Leaders from around the county are trying to decide who will be targeted in their plan to end area homelessness.

Local groups working to implement the Orange County 10-Year Plan to End Homelessness held its second meeting Wednesday to continue developing plans to eliminate homelessness in the county.

Local municipalities and nonprofit organizations, with the help of consultants J-Quad and Associates LLC, are cooperating on the initiative.

The present hopes are to educate a core group on the reasons, needs and best practices in targeting homelessness so that its members might guide the process, encourage community input and thoughts, and make decisions.

Participants in Wednesday's meeting outlined the steering committee's roles and duties, discussed the implementation of 15 focus groups to better access the community's specific homelessness needs, presented a rough cost analysis of county homelessness and gave an update of a point-in-time count to take place later this month.

A large portion of the meeting focused on chronic homelessness as defined by federal guidelines.

Martha Are, homelessness policy coordinator for the N.C. Department of Health and Human Services homelessness policy coordinator.

According to the federal definition, a chronically homeless person is a single individual with a disability who has been homeless for at least one year or four or more times in three years.

Future meetings will determine whether the Orange County initiative will aim to eliminate chronic homelessness or to target a broader demographic.

Are maintained that those considered chronically homeless make up a very small portion of the homeless population, making the elimination of chronic homelessness a more conceivable goal.
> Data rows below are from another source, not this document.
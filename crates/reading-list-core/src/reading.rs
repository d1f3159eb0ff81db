//! Reading details and reading-status lists.
//!
//! Shortform and blockchain entries describe things read, watched or
//! listened to. The medium is inferred from the entry's `parenthetical`
//! attribute and rendered by the frontend as an icon plus a verb.

use serde::Serialize;

use crate::models::ContentEntry;

/// Icon and verb describing how an entry was consumed.
#[derive(Debug, Clone, Copy, PartialEq, Eq, Serialize)]
pub struct ReadingDetails {
    pub icon: &'static str,
    pub verb: &'static str,
}

const WATCHED: ReadingDetails = ReadingDetails {
    icon: "tv",
    verb: "Watched",
};
const LISTENED: ReadingDetails = ReadingDetails {
    icon: "headphones",
    verb: "Listened to",
};
const READ: ReadingDetails = ReadingDetails {
    icon: "newspaper",
    verb: "Read",
};

pub fn reading_details(entry: &ContentEntry) -> ReadingDetails {
    let Some(parenthetical) = entry.extra_str("parenthetical") else {
        return READ;
    };
    let parenthetical = parenthetical.to_lowercase();
    if parenthetical.contains("video") {
        WATCHED
    } else if parenthetical.contains("podcast") {
        LISTENED
    } else {
        READ
    }
}

/// Status of a book on the reading list.
#[derive(Debug, Clone, Copy, PartialEq, Eq)]
pub enum ReadingStatus {
    CurrentlyReading,
    Read,
    Reference,
    Shelved,
    ToRead,
}

impl ReadingStatus {
    pub const ALL: [ReadingStatus; 5] = [
        ReadingStatus::CurrentlyReading,
        ReadingStatus::Read,
        ReadingStatus::Reference,
        ReadingStatus::Shelved,
        ReadingStatus::ToRead,
    ];

    pub fn value(&self) -> &'static str {
        match self {
            ReadingStatus::CurrentlyReading => "currentlyReading",
            ReadingStatus::Read => "read",
            ReadingStatus::Reference => "reference",
            ReadingStatus::Shelved => "shelved",
            ReadingStatus::ToRead => "toRead",
        }
    }

    pub fn text(&self) -> &'static str {
        match self {
            ReadingStatus::CurrentlyReading => "currently reading",
            ReadingStatus::Read => "read",
            ReadingStatus::Reference => "reference",
            ReadingStatus::Shelved => "shelved",
            ReadingStatus::ToRead => "to read",
        }
    }
}

#[derive(Debug, Clone, PartialEq, Eq, Serialize)]
pub struct StatusOption {
    pub text: &'static str,
    pub value: &'static str,
}

impl From<ReadingStatus> for StatusOption {
    fn from(status: ReadingStatus) -> Self {
        Self {
            text: status.text(),
            value: status.value(),
        }
    }
}

/// Status choices per reading list. Only the non-fiction list offers `reference`.
#[derive(Debug, Clone, Serialize)]
pub struct ReadingStatusLists {
    pub pleasure: Vec<StatusOption>,
    pub reference: Vec<StatusOption>,
}

pub fn reading_status_lists() -> ReadingStatusLists {
    ReadingStatusLists {
        pleasure: ReadingStatus::ALL
            .into_iter()
            .filter(|s| *s != ReadingStatus::Reference)
            .map(StatusOption::from)
            .collect(),
        reference: ReadingStatus::ALL.into_iter().map(StatusOption::from).collect(),
    }
}

#[cfg(test)]
mod tests {
    use super::*;
    use serde_json::json;

    fn entry_with(extra: serde_json::Value) -> ContentEntry {
        let mut body = json!({ "started": "2024-01-01" });
        if let (Some(obj), Some(add)) = (body.as_object_mut(), extra.as_object()) {
            obj.extend(add.clone());
        }
        serde_json::from_value(body).unwrap()
    }

    #[test]
    fn test_video_is_watched() {
        let details = reading_details(&entry_with(json!({ "parenthetical": "YouTube Video" })));
        assert_eq!(details, WATCHED);
    }

    #[test]
    fn test_podcast_is_listened() {
        let details = reading_details(&entry_with(json!({ "parenthetical": "podcast" })));
        assert_eq!(details.verb, "Listened to");
    }

    #[test]
    fn test_default_is_read() {
        assert_eq!(reading_details(&entry_with(json!({}))), READ);
        assert_eq!(reading_details(&entry_with(json!({ "parenthetical": "pdf" }))), READ);
    }

    #[test]
    fn test_pleasure_list_omits_reference() {
        let lists = reading_status_lists();
        assert_eq!(lists.reference.len(), 5);
        assert_eq!(lists.pleasure.len(), 4);
        assert!(lists.pleasure.iter().all(|s| s.value != "reference"));
        assert_eq!(lists.reference[4], StatusOption { text: "to read", value: "toRead" });
    }
}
But she cited North Carolina cities, such as Asheville, Durham, Raleigh and Shelby, that have completed plans that are not limited to solving chronic homelessness.

The Inter-Faith Council for Social Services and Orange/Person/Chatham Area Program are key nonprofit organizations in the initiative.

Armed with a newly rewarded $270,000 federal grant from the U.S. Housing and Urban Development Department to be applied to the homelessness situation, the group is further equipped to assist those in need.

Chris Moran, executive director of the IFC, said his organization's portion of the money is going to be applied to data management required by HUD.

"It is part of a statewide initiative to collect better information (regarding the homeless)," he said.

Billie Guthrie of the OPC Area Program added that the money will go directly to services for the homeless.

Focus groups for the 10-year plan will begin meeting the last two weeks of February, and future meetings are tentatively scheduled for mid-March and -April.